Brief
Type out the records that follow, exactly as given.

┄┄┄┄┄┄┄┄┄┄┄┄┄┄┄┄┄┄┄┄

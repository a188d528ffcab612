//! Process-wide composition root.
//!
//! The cache, provider client, gateway client, and repositories are
//! constructed once at startup and shared across overlapping invocations;
//! after construction they are read-only configuration. Request handlers
//! clone [`PaymentsState`] cheaply and call one directory operation or the
//! checkout orchestrator per invocation.

use std::sync::Arc;

use sqlx::PgPool;

use crate::accounts::AccountDirectory;
use crate::cache::MemoryCache;
use crate::cards::CardDirectory;
use crate::checkout::CheckoutOrchestrator;
use crate::config::PaymentsConfig;
use crate::db::profiles::PgStore;
use crate::db::transactions::PgTransactionStore;
use crate::gateway::BookingClient;
use crate::ledger::TransactionLedger;
use crate::provider::{ProviderError, StripeClient};

/// Shared service state.
///
/// Cheaply cloneable via `Arc`; create one per process.
#[derive(Clone)]
pub struct PaymentsState {
    inner: Arc<PaymentsStateInner>,
}

struct PaymentsStateInner {
    accounts: AccountDirectory,
    cards: CardDirectory,
    ledger: TransactionLedger,
    checkout: CheckoutOrchestrator,
}

impl PaymentsState {
    /// Wire up the service layer from configuration and a database pool.
    ///
    /// # Errors
    ///
    /// Returns an error if the provider HTTP client fails to build.
    pub fn new(config: &PaymentsConfig, pool: PgPool) -> Result<Self, ProviderError> {
        let cache = Arc::new(MemoryCache::new(config.cache_capacity));
        let provider = Arc::new(StripeClient::new(&config.stripe)?);
        let gateway = Arc::new(BookingClient::new(&config.booking));
        let profiles = Arc::new(PgStore::new(pool.clone()));
        let transactions = Arc::new(PgTransactionStore::new(pool));

        let accounts = AccountDirectory::new(cache, profiles.clone(), provider.clone());
        let cards = CardDirectory::new(profiles.clone(), provider.clone());
        let ledger = TransactionLedger::new(transactions);
        let checkout = CheckoutOrchestrator::new(
            profiles.clone(),
            profiles,
            provider,
            gateway,
            ledger.clone(),
        );

        Ok(Self {
            inner: Arc::new(PaymentsStateInner {
                accounts,
                cards,
                ledger,
                checkout,
            }),
        })
    }

    /// The provider-account directory.
    #[must_use]
    pub fn accounts(&self) -> &AccountDirectory {
        &self.inner.accounts
    }

    /// The customer/card directory.
    #[must_use]
    pub fn cards(&self) -> &CardDirectory {
        &self.inner.cards
    }

    /// The transaction ledger.
    #[must_use]
    pub fn ledger(&self) -> &TransactionLedger {
        &self.inner.ledger
    }

    /// The checkout orchestrator.
    #[must_use]
    pub fn checkout(&self) -> &CheckoutOrchestrator {
        &self.inner.checkout
    }
}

┄┄┄┄┄┄┄┄┄┄┄┄┄┄┄┄┄┄┄┄

Written reply
repository a188d528ffcab612
//! Process-wide composition root.
//!
//! The cache, provider client, gateway client, and repositories are
//! constructed once at startup and shared across overlapping invocations;
//! after construction they are read-only configuration. Request handlers
//! clone [`PaymentsState`] cheaply and call one directory operation or the
//! checkout orchestrator per invocation.

use std::sync::Arc;

use sqlx::PgPool;

use crate::accounts::AccountDirectory;
use crate::cache::MemoryCache;
use crate::cards::CardDirectory;
use crate::checkout::CheckoutOrchestrator;
use crate::config::PaymentsConfig;
use crate::db::profiles::PgStore;
use crate::db::transactions::PgTransactionStore;
use crate::gateway::BookingClient;
use crate::ledger::TransactionLedger;
use crate::provider::{ProviderError, StripeClient};

/// Shared service state.
///
/// Cheaply cloneable via `Arc`; create one per process.
#[derive(Clone)]
pub struct PaymentsState {
    inner: Arc<PaymentsStateInner>,
}

struct PaymentsStateInner {
    accounts: AccountDirectory,
    cards: CardDirectory,
    ledger: TransactionLedger,
    checkout: CheckoutOrchestrator,
}

impl PaymentsState {
    /// Wire up the service layer from configuration and a database pool.
    ///
    /// # Errors
    ///
    /// Returns an error if the provider HTTP client fails to build.
    pub fn new(config: &PaymentsConfig, pool: PgPool) -> Result<Self, ProviderError> {
        let cache = Arc::new(MemoryCache::new(config.cache_capacity));
        let provider = Arc::new(StripeClient::new(&config.stripe)?);
        let gateway = Arc::new(BookingClient::new(&config.booking));
        let profiles = Arc::new(PgStore::new(pool.clone()));
        let transactions = Arc::new(PgTransactionStore::new(pool));

        let accounts = AccountDirectory::new(cache, profiles.clone(), provider.clone());
        let cards = CardDirectory::new(profiles.clone(), provider.clone());
        let ledger = TransactionLedger::new(transactions);
        let checkout = CheckoutOrchestrator::new(
            profiles.clone(),
            profiles,
            provider,
            gateway,
            ledger.clone(),
        );

        Ok(Self {
            inner: Arc::new(PaymentsStateInner {
                accounts,
                cards,
                ledger,
                checkout,
            }),
        })
    }

    /// The provider-account directory.
    #[must_use]
    pub fn accounts(&self) -> &AccountDirectory {
        &self.inner.accounts
    }

    /// The customer/card directory.
    #[must_use]
    pub fn cards(&self) -> &CardDirectory {
        &self.inner.cards
    }

    /// The transaction ledger.
    #[must_use]
    pub fn ledger(&self) -> &TransactionLedger {
        &self.inner.ledger
    }

    /// The checkout orchestrator.
    #[must_use]
    pub fn checkout(&self) -> &CheckoutOrchestrator {
        &self.inner.checkout
    }
}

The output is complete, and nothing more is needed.